But dismissing Newtonian theory answers nothing about the question whether spacetime curvature is physically "real" or just a superb mathematical tool.

Please explain what you mean by "the Newtonian part [of light deflection] is due to time dilation." One doesn't typically see time dilation described as a Newtonian theory. Maybe it's just semantics. (I understand your point about space curvature.)

If you look a little deeper into gravitation then you see there a "tiny" effect of gravitational time dilation. Generally it is considered a "one more Einsteinian prediction that turned out to be right". It is "a tiny effect" because the Einsteinian gravitation is not taught in high schools and so physicists, if ever, learn about it only in their doctoral studies as a part of GR. This way they waste about 10 years of their best years and when they finally learn about the gravitational time dilation they think that first they have to understand tensor calculus before they can get involved in any thinking about the physics of gravitation. They are overwhelmed by the math and tend to think that the math is the key to understand Einstein (I live among them ).

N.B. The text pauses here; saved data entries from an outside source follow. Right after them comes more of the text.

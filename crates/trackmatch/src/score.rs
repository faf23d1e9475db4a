//! Tiered similarity of two normalized names.

use serde::{Deserialize, Serialize};

/// Which rule produced a score.
#[derive(Debug, Clone, Copy, PartialEq, Eq, Hash, Serialize, Deserialize)]
#[serde(rename_all = "snake_case")]
pub enum MatchTier {
    Alias,
    Exact,
    Prefix,
    FirstToken,
    Word,
    Fuzzy,
}

#[derive(Debug, Clone, Copy, PartialEq, Serialize, Deserialize)]
pub struct Score {
    pub value: f64,
    pub tier: MatchTier,
}

/// Prefix followed by a word, as in "kick" for "kick in".
const PREFIX_WORD: f64 = 0.95;
/// Prefix followed only by a take number, as in "kick" for "kick 02". Ranks
/// below [`PREFIX_WORD`] and above the first-token tier (0.85).
const PREFIX_NUMBERED: f64 = 0.90;

impl Score {
    fn new(value: f64, tier: MatchTier) -> Self {
        Score { value, tier }
    }
}

/// Score two normalized names; the first tier that applies wins.
pub fn score(a: &str, b: &str) -> Score {
    if a.is_empty() || b.is_empty() {
        return Score::new(0.0, MatchTier::Fuzzy);
    }
    if a == b {
        return Score::new(1.0, MatchTier::Exact);
    }

    let (short, long) = if a.len() <= b.len() { (a, b) } else { (b, a) };

    if let Some(rest) = long.strip_prefix(short) {
        if rest.starts_with(|c: char| c == ' ' || c.is_ascii_digit()) {
            let numbered = rest.trim().chars().all(|c| c.is_ascii_digit());
            let value = if numbered { PREFIX_NUMBERED } else { PREFIX_WORD };
            return Score::new(value, MatchTier::Prefix);
        }
    }

    let first_a = a.split(' ').next().unwrap_or("");
    let first_b = b.split(' ').next().unwrap_or("");
    if first_a == first_b && first_a.chars().count() > 1 {
        return Score::new(0.85, MatchTier::FirstToken);
    }

    if short.chars().count() >= 3
        && long.chars().count() >= short.chars().count() + 3
        && contains_word(long, short)
    {
        return Score::new(0.75, MatchTier::Word);
    }

    Score::new(fuzzy(a, b), MatchTier::Fuzzy)
}

/// `needle` occurs in `haystack` bounded by start, end or a space.
fn contains_word(haystack: &str, needle: &str) -> bool {
    haystack.match_indices(needle).any(|(at, _)| {
        let before = haystack[..at].chars().next_back();
        let after = haystack[at + needle.len()..].chars().next();
        before.map_or(true, |c| c == ' ') && after.map_or(true, |c| c == ' ')
    })
}

fn fuzzy(a: &str, b: &str) -> f64 {
    let brass_pair = |x: &str, y: &str| x.contains("bass") && y.contains("brass");
    if brass_pair(a, b) || brass_pair(b, a) {
        return 0.05;
    }

    let a: Vec<char> = a.chars().collect();
    let b: Vec<char> = b.chars().collect();
    if a.len().abs_diff(b.len()) > 10 {
        return 0.1;
    }
    2.0 * lcs(&a, &b) as f64 / (a.len() + b.len()) as f64
}

/// Longest common subsequence length.
fn lcs(a: &[char], b: &[char]) -> usize {
    let mut prev = vec![0usize; b.len() + 1];
    let mut row = vec![0usize; b.len() + 1];
    for &ca in a {
        for (j, &cb) in b.iter().enumerate() {
            row[j + 1] = if ca == cb {
                prev[j] + 1
            } else {
                row[j].max(prev[j + 1])
            };
        }
        std::mem::swap(&mut prev, &mut row);
    }
    prev[b.len()]
}

#[cfg(test)]
mod tests {
    use super::*;
    use crate::normalize::normalize;

    fn s(a: &str, b: &str) -> Score {
        score(&normalize(a), &normalize(b))
    }

    #[test]
    fn test_exact() {
        assert_eq!(s("Kick", "kick").value, 1.0);
        assert_eq!(s("01_Kik", "Kick").tier, MatchTier::Exact);
    }

    #[test]
    fn test_prefix_prefers_words_over_take_numbers() {
        let kick_in = s("Kick", "Kick In");
        let kick_02 = s("Kick", "kick_02");
        assert_eq!(kick_in.tier, MatchTier::Prefix);
        assert_eq!(kick_02.tier, MatchTier::Prefix);
        assert!(kick_in.value > kick_02.value);
        assert_eq!(s("Tom", "Tom2").value, PREFIX_NUMBERED);
        assert!(kick_02.value > s("Snare Top", "Snare Bottom").value);
    }

    #[test]
    fn test_prefix_needs_boundary() {
        // "snare" is a prefix of "snares" but not at a boundary
        assert_ne!(s("Snare", "Snares").tier, MatchTier::Prefix);
    }

    #[test]
    fn test_first_token() {
        let score = s("Snare Top", "Snare Bottom");
        assert_eq!(score.tier, MatchTier::FirstToken);
        assert_eq!(score.value, 0.85);
        // Single-letter first tokens do not count
        assert_ne!(s("L Room", "L Overhead").tier, MatchTier::FirstToken);
    }

    #[test]
    fn test_whole_word_containment() {
        let score = s("Bass", "Synth Bass DI");
        assert_eq!(score.tier, MatchTier::Word);
        assert_eq!(score.value, 0.75);
        // Inside another word is not a whole word
        assert_ne!(s("oom", "Big Room Mic").tier, MatchTier::Word);
    }

    #[test]
    fn test_bass_brass_penalty() {
        assert_eq!(s("Bass Gtr", "Brass Sec").value, 0.05);
    }

    #[test]
    fn test_length_early_out() {
        assert_eq!(s("Pno", "Piano Left Microphone Close").value, 0.1);
    }

    #[test]
    fn test_lcs_similarity() {
        let score = s("Snare", "Snr");
        assert_eq!(score.tier, MatchTier::Fuzzy);
        // LCS "snr" = 3, lengths 5 + 3
        assert!((score.value - 0.75).abs() < 1e-12);
    }

    #[test]
    fn test_empty_names() {
        assert_eq!(score("", "kick").value, 0.0);
    }
}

They are in no mood to pay much attention to physics and to particular curvatures. At least not that much as Einstein did. Since Einstein didn't have any tensor calculus yet to worry about. Just the plain physics.

So Einstein, by noticing that the Newtonian physics, if it is treated as physics and not math only, requires the gravitational time dilation, and knowing that nature must be consistent saw that this "tiny" effect is the basis of Newtonian gravitation. And it might have been causing the (apparent) gravitational force. Which in reality is an illusion caused by the time dilation. His genius was in the fact that the time dilation was not even observed then. So to postulate such an effect to explain the whole Newtonian gravitation was an act of faith in consistence of phisics that unlike the math must be consistent if it says something true about the nature. Afterwards he added the curvature of space, equal, as to its relative "strengh", to the time dilation, discovering this way all parts of gravitation (so far no other has been discovered, in nearly 100 years) justifying Einstein's leaving his theory to mathematicians to polish it after he solved his equations for the universe and discovered in the process the cosmological constant that mathematician tried to dismiss since it didn't appear "elegant" tho them. Then Einstein said "If you are out to describe the truth, leave elegance to the tailor." Now we know that Einstein's gravitation makes no sense without the gravitational constant, we don't agree yet to "Einstein's value" of it since it collides with the present model of the universe which is surely not Einstein's.

So as you may see, the Newtonian part of gravitation, is the time dilation being half of the reason for the deflection of light ray near the Sun. There is equal second part which has to be the space curvature (at least according to Einstein) and if Einstein is wrong you need to develop a new gravitational theory in which space can be flat. Then I should wait with my work until you do since my present work is based strictly on Einstein's gravitation and the curvature of space being the same as the time dilation. If it is wrong I don't need to go on and should find better use for my free time.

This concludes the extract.